In der Monographie der Professorin für Bewegungs- und Tanzwissenschaft Gabriele Klein, die unter dem Titel Pina Bausch und das Tanztheater – Die Kunst des Übersetzens erschienen ist, wird das Wort Übersetzen als kulturwissenschaftlicher Begriff verwendet, eingesetzt zum Nachdenken über Tanz, Theater, Kritik und Rezeption. „Übersetzt“ wird dabei nicht wie in der Literatur von einer Ausgangs- in eine Zielsprache, sondern Erlebtes in Bewegung, Wahrgenommenes in Wort und Schrift, Tanz in Notation, Vergangenes in die Gegenwart und zu Analysierendes durch eine „Praxeologie des Übersetzens“ in Wissenschaft.
Enthält das Buch trotzdem Anregungen für das Übersetzen von Literatur? Ich finde ja.

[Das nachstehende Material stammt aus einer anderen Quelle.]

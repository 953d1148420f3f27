//! The ordered checker chain: configuration, per-field substitution,
//! index loading, and the per-request short-circuit walk.
//!
//! Grounded on `original_source/src/checker.c` (`checkers_init`,
//! `checkers_call`).

use std::collections::HashMap;

use crate::matchers::{try_match, DriverIndex, DriverKind, MatchContext};
use crate::options::{substitute, OptionScope};
use crate::sources::Source;

#[derive(Debug, Clone, Copy, PartialEq, Eq)]
pub enum Action {
    Hit,
    Miss,
    Note,
}

impl Action {
    fn parse(s: &str) -> Option<Self> {
        match s.to_ascii_lowercase().as_str() {
            "hit" => Some(Action::Hit),
            "miss" => Some(Action::Miss),
            "note" => Some(Action::Note),
            _ => None,
        }
    }
}

/// A checker's raw, pre-substitution configuration. `source`/`source_filter`
/// are never substituted (spec.md §4.2) and are stored already resolved.
#[derive(Debug, Clone)]
pub struct RawChecker {
    pub name: String,
    pub enabled: String,
    pub field_index: String,
    pub driver: String,
    pub action: String,
    pub note_text: String,
    pub source_ref: String,
    pub source_filter: String,
}

impl RawChecker {
    /// Run `%{...}` substitution over the five substitutable fields and
    /// parse the results. An unterminated `%{` leaves that particular field
    /// unchanged (spec.md §4.2: callers treat `None` as "leave original").
    fn resolve(&self) -> ResolvedRaw {
        ResolvedRaw {
            enabled: self.enabled.clone(),
            field_index: self.field_index.clone(),
            driver: self.driver.clone(),
            action: self.action.clone(),
            note_text: self.note_text.clone(),
        }
    }

    fn substitute_with(&self, scopes: &[OptionScope]) -> ResolvedRaw {
        ResolvedRaw {
            enabled: substitute(&self.enabled, scopes).unwrap_or_else(|| self.enabled.clone()),
            field_index: substitute(&self.field_index, scopes)
                .unwrap_or_else(|| self.field_index.clone()),
            driver: substitute(&self.driver, scopes).unwrap_or_else(|| self.driver.clone()),
            action: substitute(&self.action, scopes).unwrap_or_else(|| self.action.clone()),
            note_text: substitute(&self.note_text, scopes)
                .unwrap_or_else(|| self.note_text.clone()),
        }
    }
}

struct ResolvedRaw {
    enabled: String,
    field_index: String,
    driver: String,
    action: String,
    note_text: String,
}

/// A fully loaded checker: substitution applied, driver parsed, index
/// built from its source's records. Read-only for the rest of the process
/// lifetime; the chain walk takes no lock (spec.md §5).
pub struct Checker {
    pub name: String,
    pub enabled: bool,
    pub field_index: usize,
    pub action: Action,
    pub note_text: String,
    pub index: DriverIndex,
}

pub const MAX_FIELD_INDEX: usize = 64;

impl Checker {
    pub fn load(
        raw: &RawChecker,
        scopes: &[OptionScope],
        sources: &HashMap<String, Source>,
    ) -> anyhow::Result<Self> {
        let resolved = if scopes.is_empty() {
            raw.resolve()
        } else {
            raw.substitute_with(scopes)
        };

        let enabled = parse_bool(&resolved.enabled);
        let field_index: usize = resolved.field_index.trim().parse().unwrap_or(0);
        if field_index > MAX_FIELD_INDEX {
            log::warn!(
                "checker '{}': field_index {field_index} exceeds {MAX_FIELD_INDEX}, disabling",
                raw.name
            );
            return Ok(Checker {
                name: raw.name.clone(),
                enabled: false,
                field_index,
                action: Action::Note,
                note_text: String::new(),
                index: DriverIndex::Dummy,
            });
        }

        let driver_kind = match DriverKind::parse(resolved.driver.trim()) {
            Some(k) => k,
            None => {
                log::warn!(
                    "checker '{}': unknown driver '{}', disabling",
                    raw.name,
                    resolved.driver
                );
                return Ok(Checker {
                    name: raw.name.clone(),
                    enabled: false,
                    field_index,
                    action: Action::Note,
                    note_text: String::new(),
                    index: DriverIndex::Dummy,
                });
            }
        };

        let action = Action::parse(resolved.action.trim()).unwrap_or(Action::Note);

        let mut index = DriverIndex::new_empty(driver_kind);
        if !matches!(index, DriverIndex::Ssl | DriverIndex::Geoip2) {
            match sources.get(&raw.source_ref) {
                Some(source) => match source.data(&raw.source_filter) {
                    Ok(text) => {
                        for line in text.lines() {
                            index.insert(line);
                        }
                    }
                    Err(err) => {
                        log::warn!("checker '{}': source failed: {err}", raw.name);
                    }
                },
                None => {
                    log::warn!(
                        "checker '{}': unknown source '{}'",
                        raw.name,
                        raw.source_ref
                    );
                }
            }
        }

        Ok(Checker {
            name: raw.name.clone(),
            enabled,
            field_index,
            action,
            note_text: resolved.note_text,
            index,
        })
    }
}

fn parse_bool(s: &str) -> bool {
    matches!(
        s.trim().to_ascii_lowercase().as_str(),
        "on" | "1" | "true" | "yes" | "enable" | "enabled"
    )
}

/// Walk the chain in order, short-circuiting per spec.md §4.4. Returns the
/// full response body (verdict, space-joined notes, `message="..."`), not
/// including any sequence-ID prefix (that is the request loop's concern).
pub fn match_request(checkers: &[Checker], tokens: &[String], max_index: usize, ctx: &MatchContext) -> String {
    let mut notes: Vec<String> = Vec::new();
    let mut verdict_is_err = false;

    for checker in checkers {
        if !checker.enabled {
            continue;
        }
        if checker.field_index > max_index {
            log::warn!(
                "checker '{}': field_index {} exceeds request token count",
                checker.name,
                checker.field_index
            );
            continue;
        }

        let token = &tokens[checker.field_index];
        let next_token = tokens.get(checker.field_index + 1).map(|s| s.as_str());
        let outcome = try_match(&checker.index, token, next_token, ctx);

        let matched = outcome.is_some();
        if let Some(outcome) = &outcome {
            if !checker.note_text.is_empty() {
                notes.push(checker.note_text.clone());
            }
            if let Some(annotation) = &outcome.annotation {
                notes.push(annotation.clone());
            }
        }

        let stop = (matched && checker.action == Action::Hit)
            || (!matched && checker.action == Action::Miss);

        if stop {
            verdict_is_err = !matched && checker.action == Action::Miss;
            break;
        }
    }

    let verdict = if verdict_is_err { "ERR" } else { "OK" };
    let notes_joined = notes.join(" ");
    let message = if notes_joined.is_empty() {
        "(none)".to_string()
    } else {
        notes_joined.clone()
    };
    format!("{verdict} {notes_joined} message=\"{message}\"")
}

#[cfg(test)]
mod tests {
    use super::*;
    use crate::geoip::GeoipLookup;
    use crate::resolver::Resolver;
    use crate::tls::TlsCache;

    fn load_one(raw: &RawChecker, sources: &HashMap<String, Source>) -> Checker {
        Checker::load(raw, &[], sources).unwrap()
    }

    fn context(resolver: &Resolver, tls: &TlsCache, geoip: &GeoipLookup) -> MatchContext<'_> {
        MatchContext {
            resolver,
            tls_cache: tls,
            geoip,
        }
    }

    // spec.md §8 scenario 1: exact string miss -> deny.
    #[test]
    fn scenario_exact_string_miss_denies() {
        let mut sources = HashMap::new();
        sources.insert("src".to_string(), Source::Raw("ceo.example".to_string()));
        let raw = RawChecker {
            name: "block".to_string(),
            enabled: "on".to_string(),
            field_index: "1".to_string(),
            driver: "string".to_string(),
            action: "miss".to_string(),
            note_text: "".to_string(),
            source_ref: "src".to_string(),
            source_filter: "".to_string(),
        };
        let checker = load_one(&raw, &sources);
        let tokens = vec!["1".to_string(), "bob.example".to_string()];
        let resolver = Resolver::new(1, 1);
        let tls = TlsCache::new(1, 1, None);
        let geoip = GeoipLookup::open("/nonexistent.mmdb").unwrap();
        let ctx = context(&resolver, &tls, &geoip);
        let resp = match_request(std::slice::from_ref(&checker), &tokens, tokens.len() - 1, &ctx);
        assert_eq!(resp, "ERR  message=\"(none)\"");
    }

    // spec.md §8 scenario 2: CIDR note.
    #[test]
    fn scenario_cidr_note() {
        let mut sources = HashMap::new();
        sources.insert(
            "src".to_string(),
            Source::Raw("10.0.0.0/8,192.168.0.0/16".to_string()),
        );
        let raw = RawChecker {
            name: "tag".to_string(),
            enabled: "on".to_string(),
            field_index: "1".to_string(),
            driver: "ip".to_string(),
            action: "note".to_string(),
            note_text: "internal".to_string(),
            source_ref: "src".to_string(),
            source_filter: "".to_string(),
        };
        let checker = load_one(&raw, &sources);
        let tokens = vec!["7".to_string(), "10.4.5.6".to_string()];
        let resolver = Resolver::new(1, 1);
        let tls = TlsCache::new(1, 1, None);
        let geoip = GeoipLookup::open("/nonexistent.mmdb").unwrap();
        let ctx = context(&resolver, &tls, &geoip);
        let resp = match_request(std::slice::from_ref(&checker), &tokens, tokens.len() - 1, &ctx);
        assert_eq!(resp, "OK internal message=\"internal\"");
    }

    #[test]
    fn disabled_checker_contributes_nothing() {
        let mut sources = HashMap::new();
        sources.insert("src".to_string(), Source::Dummy);
        let raw = RawChecker {
            name: "off".to_string(),
            enabled: "off".to_string(),
            field_index: "0".to_string(),
            driver: "dummy".to_string(),
            action: "hit".to_string(),
            note_text: "should-not-appear".to_string(),
            source_ref: "src".to_string(),
            source_filter: "".to_string(),
        };
        let checker = load_one(&raw, &sources);
        let tokens = vec!["x".to_string()];
        let resolver = Resolver::new(1, 1);
        let tls = TlsCache::new(1, 1, None);
        let geoip = GeoipLookup::open("/nonexistent.mmdb").unwrap();
        let ctx = context(&resolver, &tls, &geoip);
        let resp = match_request(std::slice::from_ref(&checker), &tokens, 0, &ctx);
        assert_eq!(resp, "OK  message=\"(none)\"");
    }
}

Allerdings hätte ich eine kunstsoziologische Studie über Tanz kaum gelesen, wäre mein Interesse an Pina Bausch und ihrem künstlerischen Erbe nicht kürzlich durch die Teilnahme an einem Workshop für zeitgenössischen afrikanischen Tanz in der École des Sables, Senegal, neu erwacht. Dort wurden wir vormittags von Germaine Acogny in ihre Schule des modernen afrikanischen Tanzes eingeführt, und nachmittags arbeitete Claude Magne, ein französischen Lehrer, mit uns durch genaues Hinsehen und Ausprobieren an und mit unseren europäisch geprägten Bewegungen. Was wir dabei erlebten, war ein ständiges Widerspiel zwischen dem Eigenen und dem Fremden, nicht durch Sprache, sondern allein durch Bewegung zu Musik und weniger mit dem Kopf als mit dem Körper. Auch hatte ich noch nie versucht, Empfindungen und Vorstellungen ohne Worte, nur tanzend auszudrücken.
An den letzten drei Tagen wetteiferten professionelle Tänzerinnen und Tänzer aus ganz Afrika um die Auswahl für eine Gemeinschaftsproduktion der École des Sables mit der Pina Bausch Foundation: eine Inszenierung des Balletts „Das Frühlingsopfer“ in der Choreografie von Pina Bausch mit einem ausschließlich afrikanischen Ensemble. Bei einigen der Auswahlproben bekamen wir noch einmal, auf anderem Niveau, einen Eindruck von der Kluft zwischen afrikanischen und europäischen Bewegungsüblichkeiten.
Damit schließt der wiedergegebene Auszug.